No Securities and Exchange Commission regulation prohibits fund managers from shorting stocks. One could argue that a fund manager has a fiduciary obligation to maintain a portfolio of stocks generally consistent with the fund's stated strategy -- that the manager of a short-term Treasury bond fund, for example, cannot use investors' funds to create a portfolio of short sales of micro stocks. Other than this kind of general civil prohibition against negligent behavior, nothing prevents a mutual fund manager from shorting stocks. In some circumstances, it may be the appropriate strategy.

Bear Funds

Bear funds are mutual funds that short stocks. The manager of the fund generally shorts stocks that in his judgment are overvalued, and holds them until their price declines to what the manager believes to be their true market value.

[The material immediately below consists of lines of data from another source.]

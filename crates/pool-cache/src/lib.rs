//! Egg Pool Cache
//!
//! Get-or-fetch-and-remember cache with expiry, used for the large reference
//! lists so a page visit does not reload them from the network.
//!
//! # Architecture
//!
//! ```text
//! get_or_fetch(key, ttl, fetch)
//!     │
//!     ├── medium.load(key) ── fresh {data, ts} ──► value
//!     │        │
//!     │        └── missing / expired / corrupt / medium down
//!     │
//!     └── fetch() ── Ok ──► medium.store(key, {data, ts: now}) ──► value
//!                 └─ Err ─► error (stored entry left as it was)
//! ```
//!
//! # Example
//!
//! ```rust,ignore
//! use pool_cache::{MemoryMedium, TtlCache};
//! use std::time::Duration;
//!
//! let cache = TtlCache::new(MemoryMedium::default());
//! let names: Vec<String> = cache
//!     .get_or_fetch("moves", Duration::from_secs(3600), || async { fetch_moves().await })
//!     .await?;
//! ```

#![warn(missing_docs)]
#![warn(unreachable_pub)]

mod cache;
mod clock;
mod entry;
mod medium;

// Re-exports
pub use cache::TtlCache;
pub use clock::{Clock, ManualClock, SystemClock};
pub use entry::CacheEntry;
pub use medium::{CacheMedium, FileMedium, MediumError, MemoryMedium};

/// Version of this crate
pub const VERSION: &str = env!("CARGO_PKG_VERSION");
//! PokeAPI-backed providers

use crate::provider::{EntityLookup, ReferenceList, ReferenceListProvider};
use async_trait::async_trait;
use futures::future::join_all;
use pool_model::{format_name, to_slug, EntityMatch, ErrorKind, PoolError, PoolResult};
use reqwest::{StatusCode, Url};
use serde::de::DeserializeOwned;
use serde::Deserialize;
use std::collections::BTreeSet;

/// Default PokeAPI base URL
const POKEAPI_URL: &str = "https://pokeapi.co/api/v2";

/// Sprite repository used when an entity has no default sprite
const SPRITE_FALLBACK_URL: &str =
    "https://raw.githubusercontent.com/PokeAPI/sprites/master/sprites/pokemon";

/// Item attributes whose union forms the held-item list
const HOLDABLE_ATTRIBUTES: [&str; 3] = ["holdable", "holdable-passive", "holdable-active"];

const USER_AGENT_VALUE: &str = concat!("egg-pool/", env!("CARGO_PKG_VERSION"));

#[derive(Debug, Deserialize)]
struct Named {
    name: String,
}

#[derive(Debug, Deserialize)]
struct NamedList {
    results: Vec<Named>,
}

#[derive(Debug, Deserialize)]
struct ItemAttribute {
    items: Vec<Named>,
}

#[derive(Debug, Deserialize)]
struct Sprites {
    front_default: Option<String>,
}

#[derive(Debug, Deserialize)]
struct PokemonBody {
    id: u32,
    name: String,
    sprites: Sprites,
}

impl PokemonBody {
    fn into_match(self) -> EntityMatch {
        let image_ref = self
            .sprites
            .front_default
            .filter(|url| !url.is_empty())
            .unwrap_or_else(|| format!("{SPRITE_FALLBACK_URL}/{}.png", self.id));
        EntityMatch::new(self.id, self.name, image_ref)
    }
}

/// Reference lists and entity lookup over the PokeAPI REST interface
#[derive(Debug, Clone)]
pub struct PokeApiClient {
    client: reqwest::Client,
    base: Url,
}

impl PokeApiClient {
    /// Client for the public PokeAPI
    ///
    /// # Errors
    /// `Transport` if the HTTP client cannot be built
    pub fn new() -> PoolResult<Self> {
        Self::with_base(POKEAPI_URL)
    }

    /// Client for a PokeAPI-compatible server at `base`
    ///
    /// # Errors
    /// - `Validation` if `base` is not an absolute URL
    /// - `Transport` if the HTTP client cannot be built
    pub fn with_base(base: &str) -> PoolResult<Self> {
        let base = Url::parse(base.trim_end_matches('/'))
            .map_err(|e| PoolError::validation(format!("invalid PokeAPI base URL '{base}': {e}")))?;
        if base.cannot_be_a_base() {
            return Err(PoolError::validation(format!(
                "invalid PokeAPI base URL '{base}'"
            )));
        }

        let client = reqwest::Client::builder()
            .user_agent(USER_AGENT_VALUE)
            .build()
            .map_err(|e| PoolError::transport(format!("failed to create HTTP client: {e}")))?;

        Ok(Self { client, base })
    }

    /// Base URL requests are resolved against
    #[inline]
    #[must_use]
    pub fn base(&self) -> &Url {
        &self.base
    }

    /// `base` extended with percent-encoded path segments
    fn endpoint(&self, segments: &[&str]) -> Url {
        let mut url = self.base.clone();
        if let Ok(mut path) = url.path_segments_mut() {
            path.pop_if_empty().extend(segments);
        }
        url
    }

    async fn get_json<T: DeserializeOwned>(&self, url: Url) -> PoolResult<T> {
        let response = self
            .client
            .get(url.clone())
            .send()
            .await
            .map_err(|e| PoolError::transport(format!("request to {url} failed: {e}")))?;

        let status = response.status();
        if status == StatusCode::NOT_FOUND {
            return Err(PoolError::not_found(format!("{url} not found")));
        }
        if !status.is_success() {
            return Err(PoolError::transport_status(
                status.as_u16(),
                format!("request to {url} failed: HTTP {}", status.as_u16()),
            ));
        }

        response
            .json()
            .await
            .map_err(|e| PoolError::transport(format!("malformed response from {url}: {e}")))
    }

    async fn fetch_named(&self, resource: &str, limit: u32) -> PoolResult<Vec<String>> {
        let mut url = self.endpoint(&[resource]);
        url.query_pairs_mut().append_pair("limit", &limit.to_string());

        let list: NamedList = self.get_json(url).await.map_err(|e| match e {
            // A missing list endpoint is an outage, not a lookup miss.
            PoolError::NotFound { message } => PoolError::transport_status(404, message),
            other => other,
        })?;
        Ok(list.results.iter().map(|r| format_name(&r.name)).collect())
    }

    async fn fetch_items(&self) -> PoolResult<Vec<String>> {
        let fetches = HOLDABLE_ATTRIBUTES.iter().map(|&attr| async move {
            let url = self.endpoint(&["item-attribute", attr, ""]);
            self.get_json::<ItemAttribute>(url)
                .await
                .map_err(|e| {
                    tracing::warn!(attribute = attr, "Item attribute fetch failed: {}", e);
                    e
                })
        });
        let results = join_all(fetches).await;

        if results.iter().all(Result::is_err) {
            return Err(PoolError::transport("List fetch failed: every item attribute"));
        }

        let names: BTreeSet<String> = results
            .into_iter()
            .flatten()
            .flat_map(|attribute| attribute.items)
            .map(|item| format_name(&item.name))
            .collect();
        Ok(names.into_iter().collect())
    }
}

#[async_trait]
impl ReferenceListProvider for PokeApiClient {
    async fn fetch_names(&self, list: ReferenceList) -> PoolResult<Vec<String>> {
        let names = match list {
            ReferenceList::Pokemon => self.fetch_named("pokemon", 807).await?,
            ReferenceList::Moves => self.fetch_named("move", 750).await?,
            ReferenceList::Abilities => self.fetch_named("ability", 250).await?,
            ReferenceList::Items => self.fetch_items().await?,
        };
        tracing::debug!(list = %list, count = names.len(), "Fetched reference list");
        Ok(names)
    }
}

#[async_trait]
impl EntityLookup for PokeApiClient {
    async fn lookup(&self, query: &str) -> PoolResult<EntityMatch> {
        let slug = to_slug(query);
        if slug.is_empty() {
            return Err(PoolError::not_found("Pokemon not found"));
        }

        let url = self.endpoint(&["pokemon", &slug]);
        match self.get_json::<PokemonBody>(url).await {
            Ok(body) => Ok(body.into_match()),
            Err(e) if e.kind() == ErrorKind::NotFound => {
                Err(PoolError::not_found("Pokemon not found"))
            }
            Err(e) => Err(e),
        }
    }
}
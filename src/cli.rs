//! CLI parser
use clap::{Args, Parser, ValueEnum};
use std::num::NonZeroU16;
use std::path::PathBuf;
use url::Url;

use crate::constants::{
    DEFAULT_FONT_PATH, DEFAULT_FONT_SIZE, DEFAULT_GEMINI_MODEL, DEFAULT_IMAGEN_MODEL,
    DEFAULT_OPENAI_IMAGE_MODEL, DEFAULT_OPENAI_TEXT_MODEL, DEFAULT_PROMPT_DIR, GEMINI_BASE_URL,
    OPENAI_BASE_URL,
};

/// Which service describes the sketch and writes the image prompt.
#[derive(Clone, Copy, Debug, Eq, PartialEq, ValueEnum)]
pub enum LanguageProvider {
    /// OpenAI chat completions (vision capable model)
    Openai,
    /// Google Gemini generateContent
    Gemini,
}

/// Which service renders the banner.
#[derive(Clone, Copy, Debug, Eq, PartialEq, ValueEnum)]
pub enum ImageProvider {
    /// OpenAI Images API, returns a URL
    Openai,
    /// Vertex AI Imagen, returns the bytes
    Vertex,
}

#[derive(Args, Debug, Clone)]
/// Provider, credential and resource options shared by the server and the one-shot CLI
pub struct ProviderOptions {
    #[arg(long, value_enum, default_value = "openai", env = "ROUGHBANNER_LANGUAGE_PROVIDER")]
    /// Language model used for layout analysis and prompt synthesis.
    /// Env: ROUGHBANNER_LANGUAGE_PROVIDER
    pub language_provider: LanguageProvider,

    #[arg(long, value_enum, default_value = "openai", env = "ROUGHBANNER_IMAGE_PROVIDER")]
    /// Image generation provider.
    /// Env: ROUGHBANNER_IMAGE_PROVIDER
    pub image_provider: ImageProvider,

    /// OpenAI API key
    #[arg(long, env = "OPENAI_API_KEY", hide_env_values = true)]
    pub openai_api_key: Option<String>,

    /// Google API key, used by Gemini
    #[arg(long, env = "GOOGLE_API_KEY", hide_env_values = true)]
    pub google_api_key: Option<String>,

    /// OAuth access token for Vertex AI
    #[arg(long, env = "VERTEX_ACCESS_TOKEN", hide_env_values = true)]
    pub vertex_access_token: Option<String>,

    /// Google Cloud project hosting Vertex AI
    #[arg(long, env = "GOOGLE_CLOUD_PROJECT")]
    pub google_cloud_project: Option<String>,

    /// Google Cloud region for Vertex AI, eg `us-central1`
    #[arg(long, env = "GOOGLE_CLOUD_LOCATION")]
    pub google_cloud_location: Option<String>,

    /// OpenAI chat model, must accept images
    #[arg(long, default_value = DEFAULT_OPENAI_TEXT_MODEL)]
    pub openai_text_model: String,

    /// OpenAI image model
    #[arg(long, default_value = DEFAULT_OPENAI_IMAGE_MODEL)]
    pub openai_image_model: String,

    /// Gemini model
    #[arg(long, default_value = DEFAULT_GEMINI_MODEL)]
    pub gemini_model: String,

    /// Vertex AI Imagen model
    #[arg(long, default_value = DEFAULT_IMAGEN_MODEL)]
    pub imagen_model: String,

    /// OpenAI API root
    #[arg(long, default_value = OPENAI_BASE_URL, env = "OPENAI_BASE_URL")]
    pub openai_base_url: Url,

    /// Gemini API root
    #[arg(long, default_value = GEMINI_BASE_URL)]
    pub gemini_base_url: Url,

    #[arg(long, default_value = DEFAULT_PROMPT_DIR, env = "ROUGHBANNER_PROMPT_DIR")]
    /// Directory holding the instruction templates.
    /// Env: ROUGHBANNER_PROMPT_DIR
    pub prompt_dir: PathBuf,

    #[arg(long, default_value = DEFAULT_FONT_PATH, env = "ROUGHBANNER_FONT_PATH")]
    /// Font used to overlay text, pick one that covers your script.
    /// Env: ROUGHBANNER_FONT_PATH
    pub font_path: PathBuf,

    #[arg(long, default_value_t = DEFAULT_FONT_SIZE)]
    /// Default overlay font size in pixels
    pub font_size: f32,
}

#[derive(Parser, Debug)]
/// CLI Options
pub struct CliOptions {
    #[clap(long, help = "Enable debug logging", env = "ROUGHBANNER_DEBUG")]
    /// Enable debug logging. Env: ROUGHBANNER_DEBUG
    pub debug: bool,
    #[clap(long, short, default_value = "9000", env = "ROUGHBANNER_PORT")]
    /// http listener, defaults to `9000`.
    /// Env: ROUGHBANNER_PORT
    pub port: NonZeroU16,
    #[clap(
        long,
        short,
        default_value = "127.0.0.1",
        env = "ROUGHBANNER_LISTEN_ADDRESS"
    )]
    /// Listen address, defaults to `127.0.0.1`.
    /// Env: ROUGHBANNER_LISTEN_ADDRESS
    pub listen_address: String,

    #[command(flatten)]
    /// Provider, credential and resource settings
    pub providers: ProviderOptions,
}
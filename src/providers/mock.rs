//! Offline stand-ins for the hosted models, used by `--dry-run` and the tests.

use std::io::Cursor;
use std::sync::Mutex;
use std::sync::atomic::{AtomicUsize, Ordering};

use async_trait::async_trait;
use image::{ImageFormat, Rgb, RgbImage};

use super::{CompletionRequest, ImageGenerator, LanguageModel, SizeSupport};
use crate::banner::{GeneratedImage, ImageSize};
use crate::error::BannerError;

const MOCK_PROVIDER: &str = "mock";

/// What a mock call answers with.
#[derive(Clone, Debug)]
pub enum MockReply {
    /// Succeed with this text
    Text(String),
    /// Succeed with nothing usable
    Empty,
    /// Fail as if the provider errored
    Error(String),
}

impl MockReply {
    fn answer(&self) -> Result<String, BannerError> {
        match self {
            MockReply::Text(text) => Ok(text.clone()),
            MockReply::Empty => Err(BannerError::EmptyResponse {
                provider: MOCK_PROVIDER,
            }),
            MockReply::Error(message) => Err(BannerError::provider(MOCK_PROVIDER, message)),
        }
    }
}

/// Answers vision requests with `layout` and text-only requests with `prompt`.
#[derive(Debug)]
pub struct MockLanguageModel {
    layout: MockReply,
    prompt: MockReply,
    vision_calls: AtomicUsize,
    text_calls: AtomicUsize,
    instructions: Mutex<Vec<String>>,
}

impl MockLanguageModel {
    /// Scripted replies for the two kinds of call.
    pub fn new(layout: MockReply, prompt: MockReply) -> Self {
        Self {
            layout,
            prompt,
            vision_calls: AtomicUsize::new(0),
            text_calls: AtomicUsize::new(0),
            instructions: Mutex::new(Vec::new()),
        }
    }

    /// Canned replies that describe a plausible banner.
    pub fn canned() -> Self {
        Self::new(
            MockReply::Text(
                "A: logo in the top left corner. B: large headline across the centre. \
                 C: call to action button bottom right."
                    .to_string(),
            ),
            MockReply::Text(
                "A clean, bright web banner with a small logo top left, a bold centred \
                 headline and a rounded call to action button bottom right."
                    .to_string(),
            ),
        )
    }

    /// Calls that carried an image.
    pub fn vision_calls(&self) -> usize {
        self.vision_calls.load(Ordering::SeqCst)
    }

    /// Calls without an image.
    pub fn text_calls(&self) -> usize {
        self.text_calls.load(Ordering::SeqCst)
    }

    /// Every instruction received, in order.
    pub fn instructions(&self) -> Vec<String> {
        self.instructions
            .lock()
            .map(|guard| guard.clone())
            .unwrap_or_default()
    }
}

#[async_trait]
impl LanguageModel for MockLanguageModel {
    fn name(&self) -> &'static str {
        MOCK_PROVIDER
    }

    async fn complete(&self, request: CompletionRequest<'_>) -> Result<String, BannerError> {
        if let Ok(mut guard) = self.instructions.lock() {
            guard.push(request.instruction.to_string());
        }
        if request.image.is_some() {
            self.vision_calls.fetch_add(1, Ordering::SeqCst);
            self.layout.answer()
        } else {
            self.text_calls.fetch_add(1, Ordering::SeqCst);
            self.prompt.answer()
        }
    }
}

/// Paints a flat canvas of the requested size, or fails on demand.
#[derive(Debug)]
pub struct MockImageGenerator {
    fail_with: Option<String>,
    size_support: SizeSupport,
    calls: AtomicUsize,
}

impl MockImageGenerator {
    /// A generator that always succeeds.
    pub fn new() -> Self {
        Self {
            fail_with: None,
            size_support: SizeSupport::Exact,
            calls: AtomicUsize::new(0),
        }
    }

    /// A generator that always fails with `message`.
    pub fn failing(message: &str) -> Self {
        Self {
            fail_with: Some(message.to_string()),
            ..Self::new()
        }
    }

    /// Pretend to be a provider with different size handling.
    pub fn with_size_support(mut self, size_support: SizeSupport) -> Self {
        self.size_support = size_support;
        self
    }

    /// Number of generate calls so far.
    pub fn calls(&self) -> usize {
        self.calls.load(Ordering::SeqCst)
    }
}

impl Default for MockImageGenerator {
    fn default() -> Self {
        Self::new()
    }
}

fn dimensions(size: ImageSize) -> (u32, u32) {
    match size {
        ImageSize::Square => (1024, 1024),
        ImageSize::Landscape => (1792, 1024),
        ImageSize::Portrait => (1024, 1792),
    }
}

#[async_trait]
impl ImageGenerator for MockImageGenerator {
    fn name(&self) -> &'static str {
        MOCK_PROVIDER
    }

    fn size_support(&self) -> SizeSupport {
        self.size_support
    }

    async fn generate(&self, prompt: &str, size: ImageSize) -> Result<GeneratedImage, BannerError> {
        self.calls.fetch_add(1, Ordering::SeqCst);
        if let Some(message) = &self.fail_with {
            return Err(BannerError::provider(MOCK_PROVIDER, message));
        }
        if prompt.trim().is_empty() {
            return Err(BannerError::EmptyResponse {
                provider: MOCK_PROVIDER,
            });
        }

        let (width, height) = dimensions(size);
        let canvas = RgbImage::from_pixel(width, height, Rgb([236, 240, 244]));
        let mut buf = Cursor::new(Vec::new());
        canvas.write_to(&mut buf, ImageFormat::Png)?;
        Ok(GeneratedImage {
            bytes: buf.into_inner(),
            source_url: None,
        })
    }
}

In this sense, a bear fund mirrors a value fund, which generally aims to buy undervalued securities and hold them until they rise to their true market value. Often managers of bear funds invest in derivatives -- financial instruments allowing the buyer and seller to make a bet on the future value of an asset without the obligation to own it. Bear fund managers often use derivatives for hedging purposes -- to limit losses, for example, in the event of a rising market.

Long-Short Funds

Long-short funds hold both long and short positions in the fund portfolio. The fund manager buys stocks that in his judgment will rise in price, and shorts those he thinks will decline. Most long-short funds have complex strategies that involve hedging and selective short positions to increase returns over a benchmark, a practice known as "generating alpha."

Reducing Volatility

The manager of a fund that generally buys stocks for appreciation may short some equities to achieve specific goals, such as reducing volatility. In the summer of 2013, for example, after several years of low interest rates, Ben Bernanke, the Federal Reserve Chairman, announced that the Fed was likely to raise rates in the near future. A manager may hedge against this risk by shorting housing stocks because the housing sector, more than the economy generally, suffers when interest rates rise. If the policy change occurs and the market drops, the housing sector short reduces losses in the fund portfolio overall. If the policy change doesn't occur, the market continues unchanged, and portfolio profits are reduced by the loss in the housing short. Narrowing the range of profit and loss is a reduction in volatility.